EXERCISE DETAILS:
Each line below must be reproduced exactly.

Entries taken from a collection
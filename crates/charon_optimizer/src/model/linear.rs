use serde::Serialize;
use smallvec::SmallVec;

use charon_network::define_index_newtype;

define_index_newtype!(VarId, f64);

/// Sum of coefficient-weighted variables; constants live on the
/// constraint's right-hand side.
#[derive(Serialize, Debug, Clone, Default)]
pub struct LinearExpr {
    terms: SmallVec<[(VarId, f64); 4]>,
}

impl LinearExpr {
    pub fn new() -> Self {
        LinearExpr::default()
    }

    pub fn with_term(mut self, var: VarId, coefficient: f64) -> Self {
        self.add_term(var, coefficient);
        self
    }

    pub fn add_term(&mut self, var: VarId, coefficient: f64) {
        self.terms.push((var, coefficient));
    }

    pub fn terms(&self) -> &[(VarId, f64)] {
        &self.terms
    }

    pub fn evaluate(&self, values: &[f64]) -> f64 {
        self.terms
            .iter()
            .map(|&(var, coefficient)| coefficient * values[var])
            .sum()
    }
}

#[derive(Serialize, Debug, Clone, Copy, PartialEq, Eq)]
pub enum Sense {
    Le,
    Ge,
    Eq,
}

#[derive(Serialize, Debug, Clone)]
pub struct Constraint {
    label: String,
    expr: LinearExpr,
    sense: Sense,
    rhs: f64,
}

impl Constraint {
    pub fn new(label: String, expr: LinearExpr, sense: Sense, rhs: f64) -> Self {
        Constraint {
            label,
            expr,
            sense,
            rhs,
        }
    }

    pub fn label(&self) -> &str {
        &self.label
    }

    pub fn expr(&self) -> &LinearExpr {
        &self.expr
    }

    pub fn sense(&self) -> Sense {
        self.sense
    }

    pub fn rhs(&self) -> f64 {
        self.rhs
    }

    pub fn is_satisfied(&self, values: &[f64], tolerance: f64) -> bool {
        let lhs = self.expr.evaluate(values);
        match self.sense {
            Sense::Le => lhs <= self.rhs + tolerance,
            Sense::Ge => lhs >= self.rhs - tolerance,
            Sense::Eq => (lhs - self.rhs).abs() <= tolerance,
        }
    }
}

WRITTEN REPLY:
filename crates/charon_optimizer/src/model/linear.rs
use serde::Serialize;
use smallvec::SmallVec;

use charon_network::define_index_newtype;

define_index_newtype!(VarId, f64);

/// Sum of coefficient-weighted variables; constants live on the
/// constraint's right-hand side.
#[derive(Serialize, Debug, Clone, Default)]
pub struct LinearExpr {
    terms: SmallVec<[(VarId, f64); 4]>,
}

impl LinearExpr {
    pub fn new() -> Self {
        LinearExpr::default()
    }

    pub fn with_term(mut self, var: VarId, coefficient: f64) -> Self {
        self.add_term(var, coefficient);
        self
    }

    pub fn add_term(&mut self, var: VarId, coefficient: f64) {
        self.terms.push((var, coefficient));
    }

    pub fn terms(&self) -> &[(VarId, f64)] {
        &self.terms
    }

    pub fn evaluate(&self, values: &[f64]) -> f64 {
        self.terms
            .iter()
            .map(|&(var, coefficient)| coefficient * values[var])
            .sum()
    }
}

#[derive(Serialize, Debug, Clone, Copy, PartialEq, Eq)]
pub enum Sense {
    Le,
    Ge,
    Eq,
}

#[derive(Serialize, Debug, Clone)]
pub struct Constraint {
    label: String,
    expr: LinearExpr,
    sense: Sense,
    rhs: f64,
}

impl Constraint {
    pub fn new(label: String, expr: LinearExpr, sense: Sense, rhs: f64) -> Self {
        Constraint {
            label,
            expr,
            sense,
            rhs,
        }
    }

    pub fn label(&self) -> &str {
        &self.label
    }

    pub fn expr(&self) -> &LinearExpr {
        &self.expr
    }

    pub fn sense(&self) -> Sense {
        self.sense
    }

    pub fn rhs(&self) -> f64 {
        self.rhs
    }

    pub fn is_satisfied(&self, values: &[f64], tolerance: f64) -> bool {
        let lhs = self.expr.evaluate(values);
        match self.sense {
            Sense::Le => lhs <= self.rhs + tolerance,
            Sense::Ge => lhs >= self.rhs - tolerance,
            Sense::Eq => (lhs - self.rhs).abs() <= tolerance,
        }
    }
}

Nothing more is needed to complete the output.